Saved entries
-- Opening Marker --

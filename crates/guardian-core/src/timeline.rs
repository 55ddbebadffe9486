//! Timeline projections.
//!
//! A timeline is rebuilt in full from the entity on every run. Road events
//! are synthesised for each lifecycle stage reached so far, each at a fixed
//! day offset from the report date. The repaired and closed stages are
//! placed from `days_open` instead.

use chrono::{Days, NaiveDate};

use crate::classify::PHANTOM_DISCREPANCY_PERCENT;
use crate::messages::{Message, MessageCatalog};
use crate::types::{
    Pothole, PotholeStatus, Project, Subject, Supplier, SupplierStatus, TimelineEvent,
};

/// Day offset of a road stage from the report date.
fn stage_offset(stage: PotholeStatus, days_open: u32) -> u64 {
    match stage {
        PotholeStatus::Reported => 0,
        PotholeStatus::Assigned => 1,
        PotholeStatus::InProgress => 2,
        PotholeStatus::Repaired => u64::from(days_open.saturating_sub(1)),
        PotholeStatus::Closed => u64::from(days_open),
    }
}

fn road_message(stage: PotholeStatus) -> Message {
    Message::new(match stage {
        PotholeStatus::Reported => "timeline.reported",
        PotholeStatus::Assigned => "timeline.assigned",
        PotholeStatus::InProgress => "timeline.in_progress",
        PotholeStatus::Repaired => "timeline.repaired",
        PotholeStatus::Closed => "timeline.closed",
    })
}

/// Saturates at the last representable date instead of overflowing.
fn offset(date: NaiveDate, days: u64) -> NaiveDate {
    date.checked_add_days(Days::new(days))
        .unwrap_or(NaiveDate::MAX)
}

/// Events for every stage up to and including the pothole's current status.
pub fn road_timeline(pothole: &Pothole, catalog: &MessageCatalog) -> Vec<TimelineEvent> {
    let vars = pothole.vars();

    PotholeStatus::ORDER
        .iter()
        .take(pothole.status.stage() + 1)
        .map(|&stage| TimelineEvent {
            date: offset(pothole.date_reported, stage_offset(stage, pothole.days_open)),
            status: stage.as_str().to_string(),
            description: catalog.render_with(Project::RoadGuardian, &road_message(stage), &vars),
            project: Project::RoadGuardian,
        })
        .collect()
}

/// Audit, discrepancy and status-change events for a supplier.
///
/// The status-change event is dated `today`.
pub fn supply_timeline(
    supplier: &Supplier,
    today: NaiveDate,
    catalog: &MessageCatalog,
) -> Vec<TimelineEvent> {
    let vars = supplier.vars();
    let event = |date: NaiveDate, status: &str, key: &'static str| TimelineEvent {
        date,
        status: status.to_string(),
        description: catalog.render_with(Project::PhantomX, &Message::new(key), &vars),
        project: Project::PhantomX,
    };

    let mut events = vec![event(
        supplier.last_audit_date,
        "audit_completed",
        "timeline.audit_completed",
    )];

    if supplier.phantom_stock_percentage > PHANTOM_DISCREPANCY_PERCENT {
        events.push(event(
            offset(supplier.last_audit_date, 1),
            "discrepancy_detected",
            "timeline.discrepancy_detected",
        ));
    }

    if matches!(
        supplier.status,
        SupplierStatus::AtRisk | SupplierStatus::Disrupted
    ) {
        events.push(event(
            today,
            supplier.status.as_str(),
            "timeline.status_changed",
        ));
    }

    events
}
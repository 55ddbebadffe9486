//! Transparency & Citizen Explanation Agent
//!
//! **Question**: What should the public or the procurement team be told?
//!
//! Road updates are bilingual: a Hindi status label with its English gloss,
//! then a plain-language progress note. Supply updates are a short status
//! sheet ending in an action line.

use crate::messages::Message;
use crate::types::{AgentKind, Pothole, PotholeStatus, Severity, Supplier};

use super::{Agent, AgentContext, Narrative};

/// The transparency agent. Always informational.
pub struct TransparencyAgent;

impl TransparencyAgent {
    pub fn new() -> Self {
        Self
    }
}

impl Default for TransparencyAgent {
    fn default() -> Self {
        Self::new()
    }
}

impl Agent<Pothole> for TransparencyAgent {
    fn kind(&self) -> AgentKind {
        AgentKind::Transparency
    }

    fn narrate(&self, ctx: &AgentContext<'_, Pothole>) -> Narrative {
        let (label, progress) = match ctx.entity.status {
            PotholeStatus::Reported => (
                "transparency.label.reported",
                "transparency.progress.reported",
            ),
            PotholeStatus::Assigned => (
                "transparency.label.assigned",
                "transparency.progress.assigned",
            ),
            PotholeStatus::InProgress => (
                "transparency.label.in_progress",
                "transparency.progress.in_progress",
            ),
            PotholeStatus::Repaired => (
                "transparency.label.repaired",
                "transparency.progress.repaired",
            ),
            PotholeStatus::Closed => ("transparency.label.closed", "transparency.progress.closed"),
        };

        let update = Message::new("transparency.update")
            .nest("status_label", Message::new(label))
            .nest("progress", Message::new(progress));

        Narrative::single(Severity::Info, update)
    }
}

impl Agent<Supplier> for TransparencyAgent {
    fn kind(&self) -> AgentKind {
        AgentKind::Transparency
    }

    fn narrate(&self, ctx: &AgentContext<'_, Supplier>) -> Narrative {
        let action = if ctx.entity.disruption_risk.is_elevated() {
            "transparency.action_required"
        } else {
            "transparency.no_action"
        };

        let update = Message::new("transparency.update").nest("action", Message::new(action));
        Narrative::single(Severity::Info, update)
    }
}
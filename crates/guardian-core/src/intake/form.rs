//! Raw form submissions.
//!
//! Field names follow the presentation layer's form payloads. Numbers are
//! signed and enums are strings so that out-of-range input survives
//! deserialization and is rejected by validation with the field named.

use serde::{Deserialize, Serialize};

use super::schema::{check_road_form, check_supply_form};
use crate::EngineError;

/// Id value that asks the engine to generate an identifier.
pub const NEW_ID_SENTINEL: &str = "new";

/// A pothole report as submitted.
#[derive(Debug, Clone, PartialEq, Serialize, Deserialize)]
pub struct RoadForm {
    #[serde(default)]
    pub pothole_id: String,
    pub location: String,
    pub city: String,
    pub state: String,
    pub date_reported: String,
    pub contractor: String,
    pub expected_sla_days: i64,
    pub status: String,
    #[serde(default)]
    pub previous_repairs: bool,
    #[serde(default)]
    pub days_since_last_repair: Option<i64>,
    #[serde(default)]
    pub monsoon_impact: bool,
}

/// A supplier record as submitted.
#[derive(Debug, Clone, PartialEq, Serialize, Deserialize)]
pub struct SupplyForm {
    #[serde(default)]
    pub supplier_id: String,
    pub supplier_name: String,
    pub tier: String,
    pub city: String,
    pub state: String,
    pub reported_stock: i64,
    #[serde(default)]
    pub actual_stock: Option<i64>,
    pub production_capacity: i64,
    pub current_utilization: f64,
    pub lead_time_days: i64,
    pub status: String,
    pub last_audit_date: String,
    #[serde(default)]
    pub regional_factors: Vec<String>,
}

impl RoadForm {
    /// Schema-check and deserialize a JSON value.
    pub fn from_value(value: serde_json::Value) -> Result<Self, EngineError> {
        check_road_form(&value).map_err(EngineError::Schema)?;
        Ok(serde_json::from_value(value)?)
    }

    pub fn from_json(json: &str) -> Result<Self, EngineError> {
        let value: serde_json::Value = serde_json::from_str(json)?;
        Self::from_value(value)
    }

    pub fn from_yaml(yaml: &str) -> Result<Self, EngineError> {
        let value: serde_json::Value = serde_yaml::from_str(yaml)?;
        Self::from_value(value)
    }
}

impl SupplyForm {
    /// Schema-check and deserialize a JSON value.
    pub fn from_value(value: serde_json::Value) -> Result<Self, EngineError> {
        check_supply_form(&value).map_err(EngineError::Schema)?;
        Ok(serde_json::from_value(value)?)
    }

    pub fn from_json(json: &str) -> Result<Self, EngineError> {
        let value: serde_json::Value = serde_json::from_str(json)?;
        Self::from_value(value)
    }

    pub fn from_yaml(yaml: &str) -> Result<Self, EngineError> {
        let value: serde_json::Value = serde_yaml::from_str(yaml)?;
        Self::from_value(value)
    }
}

#[cfg(test)]
mod tests {
    use super::*;

    const ROAD_YAML: &str = r#"
location: "Anna Salai"
city: "Chennai"
state: "Tamil Nadu"
date_reported: "2026-10-12"
contractor: "Larsen & Toubro Infrastructure"
expected_sla_days: 10
status: "in_progress"
previous_repairs: true
days_since_last_repair: 40
"#;

    #[test]
    fn test_road_form_from_yaml_defaults_id() {
        let form = RoadForm::from_yaml(ROAD_YAML).unwrap();
        assert_eq!(form.pothole_id, "");
        assert_eq!(form.days_since_last_repair, Some(40));
        assert!(!form.monsoon_impact);
    }

    #[test]
    fn test_road_form_from_json() {
        let json = r#"{
            "pothole_id": "new",
            "location": "MG Road",
            "city": "Bengaluru",
            "state": "Karnataka",
            "date_reported": "2026-10-01",
            "contractor": "Ashoka Buildcon Ltd.",
            "expected_sla_days": 7,
            "status": "assigned"
        }"#;

        let form = RoadForm::from_json(json).unwrap();
        assert_eq!(form.pothole_id, NEW_ID_SENTINEL);
        assert_eq!(form.expected_sla_days, 7);
    }

    #[test]
    fn test_schema_failure_is_reported() {
        let json = r#"{"location": "MG Road"}"#;
        assert!(matches!(RoadForm::from_json(json), Err(EngineError::Schema(_))));
    }

    #[test]
    fn test_malformed_json_is_reported() {
        assert!(matches!(RoadForm::from_json("{"), Err(EngineError::Json(_))));
    }

    #[test]
    fn test_supply_form_from_yaml() {
        let yaml = r#"
supplier_id: "new"
supplier_name: "Motherson Sumi"
tier: "tier_2"
city: "Noida"
state: "Uttar Pradesh"
reported_stock: 12000
actual_stock: 9000
production_capacity: 4000
current_utilization: 97
lead_time_days: 16
status: "disrupted"
last_audit_date: "2026-07-15"
regional_factors: ["flooding", "labour strike"]
"#;

        let form = SupplyForm::from_yaml(yaml).unwrap();
        assert_eq!(form.actual_stock, Some(9000));
        assert_eq!(form.current_utilization, 97.0);
        assert_eq!(form.regional_factors.len(), 2);
    }
}
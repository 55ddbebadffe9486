//! Contractor score table.

use std::collections::{BTreeMap, HashSet};
use std::fs;
use std::path::Path;
use thiserror::Error;

use super::ScoreProvider;
use crate::types::ContractorScore;

/// Errors that can occur when loading a contractor table.
#[derive(Error, Debug)]
pub enum TableError {
    #[error("Failed to read contractor table: {0}")]
    IoError(#[from] std::io::Error),

    #[error("Failed to parse YAML: {0}")]
    YamlError(#[from] serde_yaml::Error),

    #[error("Failed to parse JSON: {0}")]
    JsonError(#[from] serde_json::Error),

    #[error("Contractor table validation failed: {0}")]
    ValidationError(String),
}

/// Contractor scores keyed by exact contractor name.
#[derive(Debug, Clone, PartialEq, Eq)]
pub struct ContractorTable {
    entries: BTreeMap<String, ContractorScore>,
}

impl ContractorTable {
    /// Build a table from records, rejecting malformed entries.
    pub fn from_scores(scores: Vec<ContractorScore>) -> Result<Self, TableError> {
        validate(&scores)?;

        let entries = scores
            .into_iter()
            .map(|score| (score.name.clone(), score))
            .collect();

        Ok(Self { entries })
    }

    /// Parse a YAML list of contractor records.
    pub fn from_yaml(yaml: &str) -> Result<Self, TableError> {
        let scores: Vec<ContractorScore> = serde_yaml::from_str(yaml)?;
        Self::from_scores(scores)
    }

    /// Parse a JSON array of contractor records.
    pub fn from_json(json: &str) -> Result<Self, TableError> {
        let scores: Vec<ContractorScore> = serde_json::from_str(json)?;
        Self::from_scores(scores)
    }

    /// Load a YAML contractor table from disk.
    pub fn from_yaml_file(path: impl AsRef<Path>) -> Result<Self, TableError> {
        let contents = fs::read_to_string(path)?;
        Self::from_yaml(&contents)
    }

    /// The reference contractors shipped with the engine.
    pub fn seeded() -> Self {
        let entries = SEEDED
            .iter()
            .map(|&(name, score, response, completion, repeat, assigned, completed)| {
                (
                    name.to_string(),
                    ContractorScore {
                        name: name.to_string(),
                        score,
                        avg_response_time: response,
                        avg_completion_time: completion,
                        repeat_occurrence: repeat,
                        total_assigned: assigned,
                        completed,
                    },
                )
            })
            .collect();

        Self { entries }
    }

    pub fn len(&self) -> usize {
        self.entries.len()
    }

    pub fn is_empty(&self) -> bool {
        self.entries.is_empty()
    }

    /// Records in name order.
    pub fn iter(&self) -> impl Iterator<Item = &ContractorScore> {
        self.entries.values()
    }
}

impl Default for ContractorTable {
    fn default() -> Self {
        Self::seeded()
    }
}

impl ScoreProvider for ContractorTable {
    fn contractor(&self, name: &str) -> Option<ContractorScore> {
        self.entries.get(name).cloned()
    }
}

fn validate(scores: &[ContractorScore]) -> Result<(), TableError> {
    let mut seen = HashSet::new();

    for score in scores {
        if score.name.trim().is_empty() {
            return Err(TableError::ValidationError(
                "Contractor name must not be empty".to_string(),
            ));
        }

        if score.score > 100 {
            return Err(TableError::ValidationError(format!(
                "Score for {} is {}, expected 0-100",
                score.name, score.score
            )));
        }

        if score.completed > score.total_assigned {
            return Err(TableError::ValidationError(format!(
                "{} completed {} of only {} assigned repairs",
                score.name, score.completed, score.total_assigned
            )));
        }

        if !seen.insert(score.name.as_str()) {
            return Err(TableError::ValidationError(format!(
                "Duplicate contractor: {}",
                score.name
            )));
        }
    }

    Ok(())
}

/// name, score, response hours, completion days, repeat %, assigned, completed
const SEEDED: &[(&str, u8, u32, u32, u32, u32, u32)] = &[
    ("Larsen & Toubro Infrastructure", 92, 8, 3, 2, 450, 442),
    ("NHAI Road Works Division", 85, 16, 4, 6, 380, 355),
    ("Ashoka Buildcon Ltd.", 78, 24, 5, 9, 220, 198),
    ("IRB Infrastructure", 88, 12, 4, 5, 310, 295),
    ("Dilip Buildcon Ltd.", 72, 36, 6, 12, 180, 152),
    ("Gayatri Projects Ltd.", 65, 48, 7, 18, 140, 108),
    ("Municipal Corporation Works", 58, 72, 9, 25, 520, 385),
    ("PWD Road Division", 62, 60, 8, 20, 680, 510),
];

-- Closing Marker --

▸ **TASK STATEMENT**:
The answer must consist of every line from the records above that holds "TimelineEvent".

▸ **TASK ANSWER**:
    Pothole, PotholeStatus, Project, Subject, Supplier, SupplierStatus, TimelineEvent,
pub fn road_timeline(pothole: &Pothole, catalog: &MessageCatalog) -> Vec<TimelineEvent> {
        .map(|&stage| TimelineEvent {
) -> Vec<TimelineEvent> {
    let event = |date: NaiveDate, status: &str, key: &'static str| TimelineEvent {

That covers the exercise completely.